1La question de la mémoire volontaire de l’écrivain est si consubstantielle au processus de création littéraire au Moyen Âge qu’elle projette tout naturellement le médiéviste au cœur de ses préoccupations ordinaires. Nombre d’ouvrages ont été consacrés à la mémoire au Moyen Âge [1], à commencer par celui, fondamental, deMary Carruthers, Le Livre de la Mémoire [2]. En deçà du processus de mémorisation, le concept de mémoire volontaire remet en cause l’idée même de « création littéraire », car pour l’écrivain médiéval « faire œuvre nouvelle », pour reprendre un topos qui lui est cher, ne peut se concevoir autrement qu’en monument d’œuvres antérieures. Jean Bodel, dans le prologue de la Chanson des Saisnes, limite le champ des objets littéraires à trois « matières », qui sont autant d’horizons de sources possibles :
3La question de la mémoire volontaire de l’écrivain médiéval ne se pose pas seulement en termes, devenus classiques, d’intertextualité, mais de récriture. Puiser à une matière donnée revient non seulement à s’inscrire dans une finalité définie selon la tripartition indiquée par Jean Bodel, mais aussi à assurer à la matière narrative un renouvellement herméneutique qui la dote d’un éternel présent de pertinence. C’est dans cette perspective que l’auteur médiéval choisit, avec la matière antique, de recourir à des mythes déjà existants, avec la matière arthurienne, de participer à l’édification de mythes nouveaux, ou, avec la matière française, d’ériger, sous couvert d’historiographie, des légendes.

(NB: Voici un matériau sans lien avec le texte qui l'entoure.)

//! Digest functions from the SHA-2 and SHA-3 families
//!
//! Both families produce a 64-byte digest, rendered on request as padded
//! standard base64. These are plain fingerprints for arbitrary data;
//! password storage goes through [`crate::password`] instead.

use base64::{Engine, engine::general_purpose::STANDARD};
use sha2::{Digest, Sha512};
use sha3::Sha3_512;

/// Digest output size in bytes for both families
pub const DIGEST_BYTES: usize = 64;

/// Length of a base64-rendered digest in characters
pub const ENCODED_DIGEST_LEN: usize = 88;

/// Supported digest families
#[derive(Debug, Clone, Copy, PartialEq, Eq, Default)]
pub enum DigestAlgorithm {
    /// SHA-512 from the SHA-2 family
    #[default]
    Sha512,
    /// SHA3-512 from the Keccak family
    Sha3_512,
}

// ============================================================================
// Generic Digest Functions
// ============================================================================

/// Compute a digest of data using the selected family
///
/// # Arguments
/// * `data` - Data to fingerprint
/// * `algorithm` - Digest family to use
///
/// # Returns
/// 64-byte digest
///
/// # Example
/// ```
/// use saltbox::digest::{DigestAlgorithm, digest};
///
/// let a = digest(b"Hello, World!", DigestAlgorithm::Sha512);
/// let b = digest(b"Hello, World!", DigestAlgorithm::Sha3_512);
/// assert_eq!(a.len(), 64);
/// assert_ne!(a, b);
/// ```
pub fn digest(data: &[u8], algorithm: DigestAlgorithm) -> [u8; DIGEST_BYTES] {
    match algorithm {
        DigestAlgorithm::Sha512 => sha512(data),
        DigestAlgorithm::Sha3_512 => sha3_512(data),
    }
}

/// Compute a digest and render it as base64 text
///
/// # Arguments
/// * `data` - Data to fingerprint
/// * `algorithm` - Digest family to use
///
/// # Returns
/// 88-character base64 string; the length is fixed regardless of input size
pub fn digest_base64(data: &[u8], algorithm: DigestAlgorithm) -> String {
    STANDARD.encode(digest(data, algorithm))
}

// ============================================================================
// SHA-512 Functions
// ============================================================================

/// Compute the SHA-512 digest of data
pub fn sha512(data: &[u8]) -> [u8; DIGEST_BYTES] {
    let mut hasher = Sha512::new();
    hasher.update(data);
    hasher.finalize().into()
}

/// Compute the SHA-512 digest of data and render it as base64 text
pub fn sha512_base64(data: &[u8]) -> String {
    STANDARD.encode(sha512(data))
}

// ============================================================================
// SHA3-512 Functions
// ============================================================================

/// Compute the SHA3-512 digest of data
pub fn sha3_512(data: &[u8]) -> [u8; DIGEST_BYTES] {
    let mut hasher = Sha3_512::new();
    hasher.update(data);
    hasher.finalize().into()
}

/// Compute the SHA3-512 digest of data and render it as base64 text
pub fn sha3_512_base64(data: &[u8]) -> String {
    STANDARD.encode(sha3_512(data))
}

// ============================================================================
// Tests
// ============================================================================
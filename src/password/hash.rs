//! Password hashing against a salt descriptor

use crate::{
    error::Result,
    password::salt::{SALT_TEXT_LEN, parse_salt},
};

/// Length of a stored hash in characters: a 29-character salt descriptor
/// followed by 31 characters of encoded hash output
pub const STORED_HASH_LEN: usize = 60;

/// Hash a password with a previously generated salt
///
/// The salt descriptor is read from the prefix of `salt`, so both a bare
/// salt and a full stored hash are accepted. Password length limits and
/// truncation are whatever the bcrypt primitive imposes; they are not
/// enforced here.
///
/// The version tag parsed from `salt` is re-emitted in the output, but the
/// hash itself is always computed with the primitive's modern (`2b`) key
/// schedule; see [`verify_password`](crate::verify_password) for the
/// compatibility caveat on legacy tags.
///
/// # Arguments
/// * `password` - Password to hash
/// * `salt` - Salt descriptor from [`generate_salt`](crate::generate_salt),
///   or a stored hash whose salt should be reused
///
/// # Returns
/// A 60-character stored hash embedding the salt descriptor it was given
///
/// # Example
/// ```
/// use saltbox::{generate_salt_with_cost, hash_password};
///
/// let salt = generate_salt_with_cost(4).unwrap();
/// let stored = hash_password("hunter2", &salt).unwrap();
/// assert_eq!(stored.len(), 60);
/// assert!(stored.starts_with(&salt));
/// ```
pub fn hash_password(password: &str, salt: &str) -> Result<String> {
    let parts = parse_salt(salt)?;
    let hashed = bcrypt::hash_with_salt(password, parts.cost, parts.bytes)?;

    // The primitive re-encodes the salt when it formats, so take only the
    // 31 hash characters from its output and keep the input's descriptor
    // text verbatim. Hashing with a stored hash as the salt then
    // reproduces that hash character for character.
    let formatted = hashed.format_for_version(parts.version);
    Ok(format!(
        "{}{}",
        &salt[..SALT_TEXT_LEN],
        &formatted[SALT_TEXT_LEN..]
    ))
}
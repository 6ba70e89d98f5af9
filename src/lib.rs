//! Saltbox Password Hashing Library
//!
//! This library provides salted, cost-tunable password hashing built on the
//! bcrypt adaptive hash, together with SHA-512 and SHA3-512 text
//! fingerprints.
//!
//! Salts and stored hashes are self-describing printable strings: a salt
//! carries its bcrypt version tag, cost factor and random bytes, and a
//! stored hash embeds the exact salt it was created with, so verification
//! needs nothing besides the candidate password and the stored text.
//! Verification compares hashes in constant time.
//!
//! # Example
//! ```
//! use saltbox::{digest_base64, generate_salt_with_cost, hash_password,
//!               verify_password, DigestAlgorithm};
//!
//! // Password storage
//! let salt = generate_salt_with_cost(4).unwrap();
//! let stored = hash_password("hunter2", &salt).unwrap();
//! assert!(verify_password("hunter2", &stored).unwrap());
//!
//! // Text fingerprinting
//! let tag = digest_base64(b"some document", DigestAlgorithm::Sha3_512);
//! assert_eq!(tag.len(), 88);
//! ```

pub mod digest;
pub mod error;
pub mod password;

// Re-export commonly used items for convenience
pub use digest::{
    DigestAlgorithm, digest, digest_base64, sha3_512, sha3_512_base64, sha512, sha512_base64,
};
pub use error::{Error, Result};
pub use password::{
    DEFAULT_COST, MAX_COST, MIN_COST, STORED_HASH_LEN, constant_time_eq, generate_salt,
    generate_salt_with_cost, hash_password, verify_password,
};
//! Salted, cost-tunable password hashing built on bcrypt
//!
//! A salt is generated once per password and carries its own cost factor;
//! the stored hash embeds the salt, so verification needs nothing besides
//! the candidate password and the stored text.

pub mod hash;
pub mod salt;
pub mod verify;

// Re-export salt generation and its policy constants
pub use salt::{
    DEFAULT_COST, MAX_COST, MIN_COST, SALT_BYTES, SALT_TEXT_LEN, generate_salt,
    generate_salt_with_cost,
};
// Re-export hashing
pub use hash::{STORED_HASH_LEN, hash_password};
// Re-export verification and the comparison primitive
pub use verify::{constant_time_eq, verify_password};
//! Salt generation and the textual salt descriptor format
//!
//! A salt descriptor is 29 characters of printable text carrying the bcrypt
//! version tag, the cost factor and 16 random bytes, e.g.
//! `$2b$10$N9qo8uLOickgx2ZMRZoMye`. The random bytes come from the operating
//! system; the cost falls back to [`DEFAULT_COST`] when out of range.

use base64::{
    Engine,
    alphabet,
    engine::{DecodePaddingMode, GeneralPurpose, GeneralPurposeConfig},
};
use bcrypt::Version;

use crate::error::{Error, Result};

/// Smallest cost factor bcrypt accepts (2^4 rounds)
pub const MIN_COST: u32 = 4;

/// Largest cost factor bcrypt accepts (2^31 rounds)
pub const MAX_COST: u32 = 31;

/// Cost used when the caller asks for none, or for one outside
/// [`MIN_COST`]..=[`MAX_COST`]
pub const DEFAULT_COST: u32 = 10;

/// Number of random bytes in a salt
pub const SALT_BYTES: usize = 16;

/// Length of a salt descriptor in characters
pub const SALT_TEXT_LEN: usize = 29;

/// Version tag written into freshly generated salts
const SALT_VERSION: Version = Version::TwoB;

/// bcrypt's base64 variant: `./A-Za-z0-9` alphabet, no padding. The last
/// character of a 22-character salt carries 4 spare bits, so decoding must
/// tolerate nonzero trailing bits to accept salts minted elsewhere.
pub(crate) const BCRYPT_B64: GeneralPurpose = GeneralPurpose::new(
    &alphabet::BCRYPT,
    GeneralPurposeConfig::new()
        .with_encode_padding(false)
        .with_decode_allow_trailing_bits(true)
        .with_decode_padding_mode(DecodePaddingMode::RequireNone),
);

/// Generate a fresh salt with the default cost
///
/// # Returns
/// A 29-character salt descriptor for [`hash_password`](crate::hash_password)
///
/// # Example
/// ```
/// use saltbox::generate_salt;
///
/// let salt = generate_salt().unwrap();
/// assert_eq!(salt.len(), 29);
/// assert!(salt.starts_with("$2b$10$"));
/// ```
pub fn generate_salt() -> Result<String> {
    generate_salt_with_cost(DEFAULT_COST)
}

/// Generate a fresh salt with the given cost
///
/// # Arguments
/// * `cost` - Work factor; hashing cost doubles with each increment
///
/// # Returns
/// A 29-character salt descriptor embedding `cost`, or [`DEFAULT_COST`] if
/// `cost` lies outside [`MIN_COST`]..=[`MAX_COST`]
pub fn generate_salt_with_cost(cost: u32) -> Result<String> {
    let mut random = [0u8; SALT_BYTES];
    getrandom::fill(&mut random).map_err(|e| Error::GetrandomError(e.to_string()))?;

    // An out-of-range cost is replaced with the default rather than
    // rejected, the same policy as crypt_gensalt. Callers that want a hard
    // failure must range-check before calling.
    let cost = if (MIN_COST..=MAX_COST).contains(&cost) {
        cost
    } else {
        DEFAULT_COST
    };

    Ok(format!(
        "${}${:02}${}",
        SALT_VERSION,
        cost,
        BCRYPT_B64.encode(random)
    ))
}

/// Parsed fields of a salt descriptor
pub(crate) struct SaltParts {
    pub version: Version,
    pub cost: u32,
    pub bytes: [u8; SALT_BYTES],
}

/// Split a salt descriptor into its fields.
///
/// Only the first [`SALT_TEXT_LEN`] characters are examined, so a full
/// stored hash is accepted wherever a salt is expected. That is how
/// verification recovers the salt a hash was created with.
pub(crate) fn parse_salt(text: &str) -> Result<SaltParts> {
    let raw = text.as_bytes();
    if raw.len() < SALT_TEXT_LEN || !text.is_ascii() {
        return Err(Error::EncodingError(
            "salt is too short or not ASCII".to_string(),
        ));
    }
    if raw[0] != b'$' || raw[3] != b'$' || raw[6] != b'$' {
        return Err(Error::EncodingError(
            "salt is missing its '$' separators".to_string(),
        ));
    }

    let version = match &text[1..3] {
        "2a" => Version::TwoA,
        "2b" => Version::TwoB,
        "2x" => Version::TwoX,
        "2y" => Version::TwoY,
        tag => {
            return Err(Error::EncodingError(format!(
                "unsupported bcrypt version tag: {}",
                tag
            )));
        }
    };

    if !raw[4].is_ascii_digit() || !raw[5].is_ascii_digit() {
        return Err(Error::EncodingError(
            "cost field is not two digits".to_string(),
        ));
    }
    let cost = u32::from(raw[4] - b'0') * 10 + u32::from(raw[5] - b'0');

    let encoded = &text[7..SALT_TEXT_LEN];
    let decoded = BCRYPT_B64
        .decode(encoded)
        .map_err(|e| Error::EncodingError(format!("salt is not valid bcrypt base64: {}", e)))?;
    let bytes: [u8; SALT_BYTES] = decoded
        .try_into()
        .map_err(|_| Error::EncodingError("salt does not decode to 16 bytes".to_string()))?;

    Ok(SaltParts {
        version,
        cost,
        bytes,
    })
}

#[cfg(test)]
mod tests {
    use super::*;

    #[test]
    fn test_salt_format() {
        let salt = generate_salt().unwrap();
        assert_eq!(salt.len(), SALT_TEXT_LEN);
        assert!(salt.starts_with("$2b$10$"));
    }

    #[test]
    fn test_cost_embedded_in_salt() {
        for cost in [MIN_COST, 7, 13, MAX_COST] {
            let salt = generate_salt_with_cost(cost).unwrap();
            assert_eq!(&salt[4..6], format!("{:02}", cost));
        }
    }

    #[test]
    fn test_out_of_range_cost_uses_default() {
        for cost in [0, 1, MIN_COST - 1, MAX_COST + 1, 99, u32::MAX] {
            let salt = generate_salt_with_cost(cost).unwrap();
            assert!(salt.starts_with("$2b$10$"), "cost {} not clamped", cost);
        }
    }

    #[test]
    fn test_salts_are_random() {
        let a = generate_salt().unwrap();
        let b = generate_salt().unwrap();
        assert_ne!(a, b);
    }

    #[test]
    fn test_parse_recovers_fields() {
        let salt = generate_salt_with_cost(12).unwrap();
        let parts = parse_salt(&salt).unwrap();
        assert_eq!(parts.cost, 12);
        assert_eq!(BCRYPT_B64.encode(parts.bytes), &salt[7..]);
    }

    #[test]
    fn test_parse_accepts_legacy_version_tags() {
        for tag in ["2a", "2b", "2x", "2y"] {
            let salt = format!("${}$08$N9qo8uLOickgx2ZMRZoMye", tag);
            let parts = parse_salt(&salt).unwrap();
            assert_eq!(parts.cost, 8);
        }
    }

    #[test]
    fn test_parse_rejects_malformed() {
        for bad in [
            "",
            "$2b$10",
            "$2b$10$short",
            "#2b$10$N9qo8uLOickgx2ZMRZoMye",
            "$3a$10$N9qo8uLOickgx2ZMRZoMye",
            "$2z$10$N9qo8uLOickgx2ZMRZoMye",
            "$2b$xx$N9qo8uLOickgx2ZMRZoMye",
            "$2b$10$N9qo8uLOickgx2ZMRZoMy!",
        ] {
            assert!(parse_salt(bad).is_err(), "accepted {:?}", bad);
        }
    }
}
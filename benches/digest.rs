// Criterion benchmarks for the digest pipeline and minimum-cost bcrypt
// hashing in the saltbox crate.

use criterion::{Criterion, black_box, criterion_group, criterion_main};

use saltbox::{DigestAlgorithm, MIN_COST, digest_base64, generate_salt_with_cost, hash_password};

/// Benchmark digest-and-encode for both families at several input sizes.
fn bench_digest_base64(c: &mut Criterion) {
    let sizes: &[(&str, usize)] = &[("64 B", 64), ("1 KiB", 1024), ("64 KiB", 64 * 1024)];

    for algorithm in [DigestAlgorithm::Sha512, DigestAlgorithm::Sha3_512] {
        let mut group = c.benchmark_group(format!("digest_base64_{:?}", algorithm));
        for &(label, size) in sizes {
            let data = vec![0xABu8; size];
            group.bench_function(label, |b| {
                b.iter(|| {
                    let encoded = digest_base64(black_box(&data), algorithm);
                    black_box(encoded);
                });
            });
        }
        group.finish();
    }
}

/// Benchmark a bcrypt hash at the minimum cost factor. Higher costs scale
/// by 2^cost and would drown the report.
fn bench_hash_password_min_cost(c: &mut Criterion) {
    let salt = generate_salt_with_cost(MIN_COST).expect("salt generation failed");

    c.bench_function("hash_password (cost 4)", |b| {
        b.iter(|| {
            let stored = hash_password(black_box("correct-horse-battery-staple"), &salt)
                .expect("hashing failed");
            black_box(stored);
        });
    });
}

criterion_group!(benches, bench_digest_base64, bench_hash_password_min_cost);
criterion_main!(benches);
use thiserror::Error;

/// Error type for salt generation, password hashing and verification
///
/// Every variant is fatal to the operation that produced it: nothing in this
/// crate is retryable, and no partial result is ever returned.
#[derive(Error, Debug)]
pub enum Error {
    /// The system random source failed to deliver entropy
    #[error("Getrandom error: {0}")]
    GetrandomError(String),

    /// The bcrypt primitive rejected its input or failed internally
    #[error("Bcrypt error: {0}")]
    BcryptError(#[from] bcrypt::BcryptError),

    /// A salt or stored hash was not in the expected textual format
    #[error("Encoding error: {0}")]
    EncodingError(String),
}

/// Result type alias
pub type Result<T> = std::result::Result<T, Error>;
//! Scheduler throughput harness.
//!
//! Measures how many emulated steps per second the catch-up scheduler and
//! HAL bridge can dispatch when the core itself does no work.
//!
//! ## Usage
//!
//! ```sh
//! cargo run -p tama-harness --release --example scheduler_throughput
//! ```
//!
//! ## Metrics
//!
//! - Steps per second
//! - Real-time factor (emulated seconds replayed per wall second)
//!
//! A core running at 1 MHz with an average instruction of ~7 clocks needs
//! roughly 140K steps per emulated second, so any real-time factor above 1
//! leaves headroom for the instruction semantics.

#![allow(clippy::pedantic)]

use log as _;
use proptest as _;
use rstest as _;
#[cfg(feature = "serde")]
use serde as _;
use tama_harness::{
    Button, ButtonState, CatchUpScheduler, CoreError, CpuCore, Hal, HalBridge, MachineState,
    ManualClock, NoVibrator, Timestamp, LCD_WIDTH,
};
use thiserror as _;

use std::time::{Duration, Instant};

const TICK_US: u32 = 1_000;
const STEP_QUANTUM_US: u32 = 7;

#[derive(Default)]
struct IdleCore {
    state: MachineState,
    emulated_us: Timestamp,
    column: u8,
}

impl CpuCore for IdleCore {
    fn init(
        &mut self,
        _rom: &[u16],
        _state: Option<&MachineState>,
        _clock_rate_hz: u32,
    ) -> Result<(), CoreError> {
        Ok(())
    }

    fn step(&mut self, hal: &mut dyn Hal) {
        self.column = (self.column + 1) % LCD_WIDTH as u8;
        hal.set_lcd_matrix(self.column, 0, self.column % 2 == 0);
        self.emulated_us = self.emulated_us.wrapping_add(STEP_QUANTUM_US);
        hal.sleep_until(self.emulated_us);
    }

    fn state(&self) -> &MachineState {
        &self.state
    }

    fn state_mut(&mut self) -> &mut MachineState {
        &mut self.state
    }

    fn set_button(&mut self, _button: Button, _state: ButtonState) {}

    fn release(&mut self) {}
}

#[derive(Debug, Clone, Copy)]
struct BenchmarkResult {
    name: &'static str,
    steps_per_second: f64,
    realtime_factor: f64,
    capped_ticks: u64,
}

fn run_scenario(
    name: &'static str,
    duration: Duration,
    wall_advance_us: u32,
    max_steps_per_tick: u32,
) -> BenchmarkResult {
    let clock = ManualClock::starting_at(0);
    let mut bridge = HalBridge::new(clock.clone(), NoVibrator);
    let mut core = IdleCore::default();
    let mut scheduler = CatchUpScheduler::new(max_steps_per_tick);

    let mut emulated_us = 0_u64;
    let mut capped_ticks = 0_u64;
    let start = Instant::now();

    while start.elapsed() < duration {
        clock.advance(wall_advance_us);
        emulated_us += u64::from(wall_advance_us);
        if scheduler.tick(&mut core, &mut bridge).is_capped() {
            capped_ticks += 1;
        }
    }

    let elapsed_secs = start.elapsed().as_secs_f64();
    BenchmarkResult {
        name,
        steps_per_second: scheduler.total_steps() as f64 / elapsed_secs,
        realtime_factor: (emulated_us as f64 / 1_000_000.0) / elapsed_secs,
        capped_ticks,
    }
}

fn format_number(n: f64) -> String {
    if n >= 1_000_000.0 {
        format!("{:.2}M", n / 1_000_000.0)
    } else if n >= 1_000.0 {
        format!("{:.2}K", n / 1_000.0)
    } else {
        format!("{:.2}", n)
    }
}

fn print_results(results: &[BenchmarkResult]) {
    println!();
    println!("tama-harness scheduler throughput");
    println!("  tick period: {TICK_US} us, step quantum: {STEP_QUANTUM_US} us");
    println!();
    println!(
        "{:16} {:>14} {:>12} {:>10}",
        "Scenario", "Steps/sec", "Realtime x", "Capped"
    );
    for result in results {
        println!(
            "{:16} {:>14} {:>12.1} {:>10}",
            result.name,
            format_number(result.steps_per_second),
            result.realtime_factor,
            result.capped_ticks
        );
    }
}

fn main() {
    let duration = Duration::from_secs(2);
    let results = [
        run_scenario("steady_1ms", duration, TICK_US, u32::MAX),
        run_scenario("suspended_1s", duration, 1_000_000, 50_000),
        run_scenario("tight_ceiling", duration, TICK_US, 64),
    ];
    print_results(&results);
}
//! Snapshot fingerprint generator used for cross-host format comparison.
//!
//! Saves a fixed machine state and hashes every store entry in key order, so
//! any change to the persisted layout shows up as a different fingerprint.

use log as _;
use proptest as _;
use rstest as _;
#[cfg(feature = "serde")]
use serde as _;
use tama_harness::{
    save_state, InterruptSlot, MachineState, MemoryStore, StoredValue, IO_START, RAM_END,
};
use thiserror as _;

fn hash_bytes(hash: &mut u64, bytes: &[u8]) {
    for byte in bytes {
        *hash ^= u64::from(*byte);
        *hash = hash.wrapping_mul(0x1000_0000_01B3);
    }
}

fn sample_state() -> MachineState {
    let mut state = MachineState::default();
    state.set_pc(0x0100);
    state.set_x(0x0ABC);
    state.set_y(0x0123);
    state.set_a(0x5);
    state.set_b(0xA);
    state.set_np(0x01);
    state.set_sp(0xC0);
    state.set_flags(0x9);
    state.set_tick_counter(123_456);
    state.set_clk_timer_timestamp(0x1234_5678);
    state.set_prog_timer_timestamp(0x0BAD_F00D);
    state.set_prog_timer_enabled(true);
    state.set_prog_timer_data(0x42);
    state.set_prog_timer_rld(0x24);
    state.set_call_depth(3);
    state.interrupts_mut()[2] = InterruptSlot::new(0x3, 0x5, true);

    for addr in (0..=RAM_END).step_by(7) {
        state.write_cell(addr, u8::try_from(addr % 16).expect("nibble fits in u8"));
    }
    state.write_cell(IO_START + 0x10, 0xC);
    state
}

fn fingerprint() -> String {
    let mut store = MemoryStore::new();
    save_state(&sample_state(), &mut store).expect("saving into memory store should succeed");

    let mut hash = 0xcbf2_9ce4_8422_2325_u64;
    for (key, value) in store.iter() {
        hash_bytes(&mut hash, &key.to_le_bytes());
        match value {
            StoredValue::Int(value) => {
                hash_bytes(&mut hash, &[0x01]);
                hash_bytes(&mut hash, &value.to_le_bytes());
            }
            StoredValue::Block(bytes) => {
                hash_bytes(&mut hash, &[0x02]);
                hash_bytes(&mut hash, bytes);
            }
        }
    }

    format!("{hash:016x}")
}

fn main() {
    println!("{}", fingerprint());
}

4Cependant, les vers de Jean Bodel sont loin de couvrir la totalité de la littérature médiévale, qui, même lorsqu’elle n’emprunte pas aux trois matières mentionnées, ne s’affirme jamais pour une pure création, mais se présente toujours comme remémoration d’une tradition antérieure. Consciente de sa propre éphémérité, la poésie lyrique, par exemple, se fixe par écrit, à partir du xiiie siècle, dans ces vastes anthologies que sont les chansonniers provençaux, ou, dès le début de ce même siècle, dans les récits à insertions lyriques qu’inaugure le Roman de la Rose ou de Guillaume de Dole de Jean Renart. Faire mémoire est une préoccupation constante formulée dans les prologues :
6Les frontières établies par Jean Bodel entre les matières sont en réalité illusoires, et subsumées par un autre souci, commun à tous les auteurs : l’exigence de mémoire. Celle-ci est tellement essentielle, la « nouveauté », chère à l’écrivain médiéval, ne peut tellement pas se penser autrement que dans la construction d’un rapport singulier avec les sources qu’elle récrit en quête d’elle-même, qu’il n’est pas rare, comme l’a montré Roger Dragonetti dans Le Mirage des sources [5], qu’à défaut de source authentique, l’auteur médiéval en invente, et légitime l’authenticité de son œuvre nouvelle en alléguant des textes antérieurs imaginaires dont les personnages sont eux-mêmes parfois présentés comme les auteurs et dont l’écrivain médiéval ne s’affirme que le dépositaire [6]. Dans ces situations narratives vertigineuses, la mise en mémoire peut aller jusqu’à dissoudre l’autorité de l’écrivain, dont le crédit n’est assuré que s’il se définit comme héritier, passeur et recréateur.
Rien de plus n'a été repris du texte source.